I was curious what the law had to say about "one-person, one vote" and Wyoming's legislative districting process. Here's a summary of what I read, which I share as a starting point for those interested in further reading.[1]
General Principles
"One-person, one vote" is shorthand for the idea that the weight and worth of one person's vote must be equal to that of another person's vote in an adjacent district. Under this principle, apportioning legislative districts solely by county rather than equal population violates the Equal Protection clause of the 14th Amendment. The federal courts have held that the Equal Protection clause of the 14th Amendment requires that all legislative districts be about the same in population size. Anything else impermissibly dilutes the voting power of people living in other districts.
Court Cases
A series of six cases was argued before the United States Supreme Court in 1963 and 1964. Known collectively as the Reapportionment Cases, these decisions invalidated the apportionment of state legislatures that districted by political subdivisions, such as the county, rather than by population. In 1964, that included nearly every state legislature. The Reapportionment Cases held that legislative representation must be allocated through districts that contain roughly equal populations. This principle became known as "one-person, one vote." As a result, these decisions invalidated the districting apportionment of almost every state legislature.
The first case to announce the principle of "one-person one vote" was Gray v. Sanders, 372 U.S. 368 (1963). That case involved a challenge to the Georgia system of selecting its legislators based on county lines. Voters challenged that apportionment, claiming their vote had been diluted. The United States Supreme Court agreed and found Georgia's legislative districting system unconstitutional. Justice Douglas wrote for the Court:
How then can one person be given twice or 10 times the voting power of another person in a statewide election merely because he lives in a rural area or because he lives in the smallest rural county? Once the geographical unit for which a representative is to be chosen is designated, all who participate in the election are to have an equal vote— whatever their race, whatever their sex, wherever their occupation, whatever their income, and whatever their home may be in that geographical unit. This is required by the Equal Protection Clause of the Fourteenth Amendment.
Id. at 379. The Court concluded:
The conception of political equality from the Declaration of Independence, to Lincoln's Gettysburg Address, to the Fifteenth, Seventeenth, and Nineteenth Amendments can mean only one thing—one person, one vote.
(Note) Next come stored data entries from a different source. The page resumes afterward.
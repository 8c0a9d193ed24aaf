use std::sync::Arc;

use axum::http::StatusCode;
use axum::Json;
use common::{Album, Track};
use library::Library;
use notify::RecommendedWatcher;
use parking_lot::RwLock;
use serde::Serialize;

use crate::config::ServerConfig;
use crate::utils::url_escape;

#[derive(Clone)]
pub struct AppState {
    pub library: Library,
    pub config: Arc<ServerConfig>,
    pub watcher: Arc<RwLock<Option<RecommendedWatcher>>>,
}

#[derive(Debug, Serialize)]
pub struct ErrorResponse {
    pub error: String,
}

#[derive(Debug, Serialize)]
pub struct HealthResponse {
    pub status: &'static str,
}

#[derive(Debug, Serialize)]
pub struct MessageResponse {
    pub message: &'static str,
}

#[derive(Debug, Serialize)]
pub struct LibraryStatusResponse {
    pub status: &'static str,
    pub version: u64,
    pub albums: usize,
    pub tracks: usize,
}

#[derive(Debug, Serialize)]
pub struct AlbumListResponse {
    pub albums: Vec<AlbumSummary>,
}

#[derive(Debug, Serialize)]
pub struct AlbumResponse {
    pub album: AlbumDetail,
}

#[derive(Debug, Serialize)]
#[serde(rename_all = "camelCase")]
pub struct AlbumSummary {
    pub id: String,
    pub title: String,
    pub description: Option<String>,
    pub cover_url: Option<String>,
    pub track_count: usize,
}

impl From<&Album> for AlbumSummary {
    fn from(album: &Album) -> Self {
        Self {
            id: album.id.clone(),
            title: album.title.clone(),
            description: album.description.clone(),
            cover_url: cover_url(album),
            track_count: album.track_count(),
        }
    }
}

#[derive(Debug, Serialize)]
#[serde(rename_all = "camelCase")]
pub struct AlbumDetail {
    #[serde(flatten)]
    pub summary: AlbumSummary,
    pub tracks: Vec<TrackSummary>,
}

impl From<&Album> for AlbumDetail {
    fn from(album: &Album) -> Self {
        Self {
            summary: AlbumSummary::from(album),
            tracks: album.tracks.iter().map(TrackSummary::from).collect(),
        }
    }
}

#[derive(Debug, Serialize)]
#[serde(rename_all = "camelCase")]
pub struct TrackSummary {
    pub id: String,
    pub album_id: String,
    pub title: String,
    pub order: i64,
    pub duration: Option<f64>,
}

impl From<&Track> for TrackSummary {
    fn from(track: &Track) -> Self {
        Self {
            id: track.id.clone(),
            album_id: track.album_id.clone(),
            title: track.title.clone(),
            order: track.order,
            duration: track.duration,
        }
    }
}

fn cover_url(album: &Album) -> Option<String> {
    album
        .cover_file_name
        .as_deref()
        .map(|name| format!("/covers/{}/{}", url_escape(&album.id), url_escape(name)))
}

pub type JsonResult<T> = Result<Json<T>, (StatusCode, Json<ErrorResponse>)>;
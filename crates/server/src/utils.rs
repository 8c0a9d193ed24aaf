use axum::http::StatusCode;
use axum::response::{IntoResponse, Response};
use axum::Json;
use library::LibraryError;
use tracing::error;

use crate::state::ErrorResponse;

pub fn json_error(
    status: StatusCode,
    message: impl Into<String>,
) -> (StatusCode, Json<ErrorResponse>) {
    (
        status,
        Json(ErrorResponse {
            error: message.into(),
        }),
    )
}

pub fn json_error_response(status: StatusCode, message: impl Into<String>) -> Response {
    json_error(status, message).into_response()
}

/// Maps a library failure to its HTTP status. IO details stay in the log.
pub fn library_error(err: LibraryError) -> (StatusCode, Json<ErrorResponse>) {
    match err {
        LibraryError::NotFound(message) => json_error(StatusCode::NOT_FOUND, message),
        LibraryError::InvalidInput(message) => json_error(StatusCode::BAD_REQUEST, message),
        LibraryError::Conflict(message) => json_error(StatusCode::CONFLICT, message),
        LibraryError::Io(err) => {
            error!("Library io failure: {}", err);
            json_error(StatusCode::INTERNAL_SERVER_ERROR, "Internal server error")
        }
    }
}

pub fn url_escape(input: &str) -> String {
    let mut out = String::new();
    for byte in input.as_bytes() {
        match byte {
            b'A'..=b'Z'
            | b'a'..=b'z'
            | b'0'..=b'9'
            | b'-'
            | b'_'
            | b'.'
            | b'~' => out.push(*byte as char),
            b' ' => out.push_str("%20"),
            _ => out.push_str(&format!("%{:02X}", byte)),
        }
    }
    out
}

#[cfg(test)]
mod tests {
    use super::*;

    #[test]
    fn escapes_reserved_bytes() {
        assert_eq!(url_escape("cover.jpg"), "cover.jpg");
        assert_eq!(url_escape("A B/C"), "A%20B%2FC");
        assert_eq!(url_escape("é"), "%C3%A9");
    }

    #[test]
    fn library_errors_map_to_statuses() {
        let cases = [
            (LibraryError::NotFound("x".into()), StatusCode::NOT_FOUND),
            (LibraryError::InvalidInput("x".into()), StatusCode::BAD_REQUEST),
            (LibraryError::Conflict("x".into()), StatusCode::CONFLICT),
            (
                LibraryError::Io(std::io::Error::other("disk")),
                StatusCode::INTERNAL_SERVER_ERROR,
            ),
        ];
        for (err, status) in cases {
            assert_eq!(library_error(err).0, status);
        }
        let (_, Json(body)) = library_error(LibraryError::Io(std::io::Error::other("secret")));
        assert!(!body.error.contains("secret"));
    }
}
// Copyright (c) 2023 Steven Rosenthal smr@dt3.org
// See LICENSE file in root directory for license terms.

use chrono::Local;
use clap::Parser;
use env_logger;
use log::info;

use camera_cis::abstract_cis::{AbstractCis, HdrMode, LowNoiseMode};
use camera_cis::cis::Cis;
use camera_cis::clock::SystemClock;
use camera_cis::config::CisConfig;
use camera_cis::select_sensor::model_by_name;
use camera_cis::sim_bus::SimSensorBus;

/// Exercises the stream on/off and seamless mode switch sequence against a
/// simulated sensor with retention enabled, timing each step.
#[derive(Parser, Debug)]
#[command(author, version, about, long_about=None)]
struct Args {
    /// Sensor model to simulate.
    #[arg(short, long, default_value = "S5KGN3")]
    model: String,

    /// Number of stream on/off cycles.
    #[arg(short, long, default_value_t = 3)]
    cycles: u32,
}

fn main() {
    env_logger::Builder::from_env(
        env_logger::Env::default().default_filter_or("info")).init();
    let args = Args::parse();
    let model = model_by_name(&args.model).unwrap();
    let bus = SimSensorBus::for_sensor(model.descriptor());
    let mut cis = Cis::new(bus, SystemClock::new(), model,
                           CisConfig::default().with_retention());
    cis.init().unwrap();
    cis.set_global_setting().unwrap();
    cis.mode_change(0).unwrap();
    info!("{} retention {:?}, groups {}",
          cis.model(), cis.retention_state(), cis.mode_groups());

    for cycle in 0..args.cycles {
        let start = Local::now();
        AbstractCis::stream_on(&mut cis).unwrap();
        AbstractCis::wait_streamon(&mut cis).unwrap();
        let on_elapsed = Local::now() - start;

        // Alternate sub-modes so each cycle takes a seamless switch.
        if cycle % 2 == 0 {
            cis.set_low_noise_mode(LowNoiseMode::Ln2);
        } else {
            cis.set_hdr_mode(HdrMode::Aeb);
        }
        let switched = cis.update_seamless_mode().unwrap();

        let stop = Local::now();
        AbstractCis::stream_off(&mut cis).unwrap();
        AbstractCis::wait_streamoff(&mut cis).unwrap();
        let off_elapsed = Local::now() - stop;
        info!("cycle {}: streamon {}ms, seamless switch {}, mode {}, streamoff {}ms",
              cycle, on_elapsed.num_milliseconds(), switched,
              cis.data().sens_config_index_cur, off_elapsed.num_milliseconds());
        cis.set_low_noise_mode(LowNoiseMode::Off);
        cis.set_hdr_mode(HdrMode::Single);
    }
    cis.log_status().unwrap();
    cis.deinit().unwrap();
}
Most famously, the United States Supreme Court invalidated Alabama's legislative districts in Reynolds v. Sims, 377 U.S. 533 (1964). At that time, Alabama's state senate districts varied in population from 15,000 to over 630,000, and its state house of representative districts varied in population from 31,000 to 634,000. Id. at 545546. Chief Justice Warren wrote for the Court:
Legislators represent people, not trees or acres. Legislators are elected by voters, not farms or cities or economic interests. As long as ours is a representative form of government, and our legislatures are those instruments of government elected directly by and directly representative of the people, the right to elect representatives in a free and unimpaired fashion is a bedrock of a political system.
Id. at 562. In contrast to individual States,
political subdivisions of States—counties, cities, or whatever—never were and never have been considered as sovereign entities.
Id. at 575. And:
If a State should provide that the votes of citizens in one part...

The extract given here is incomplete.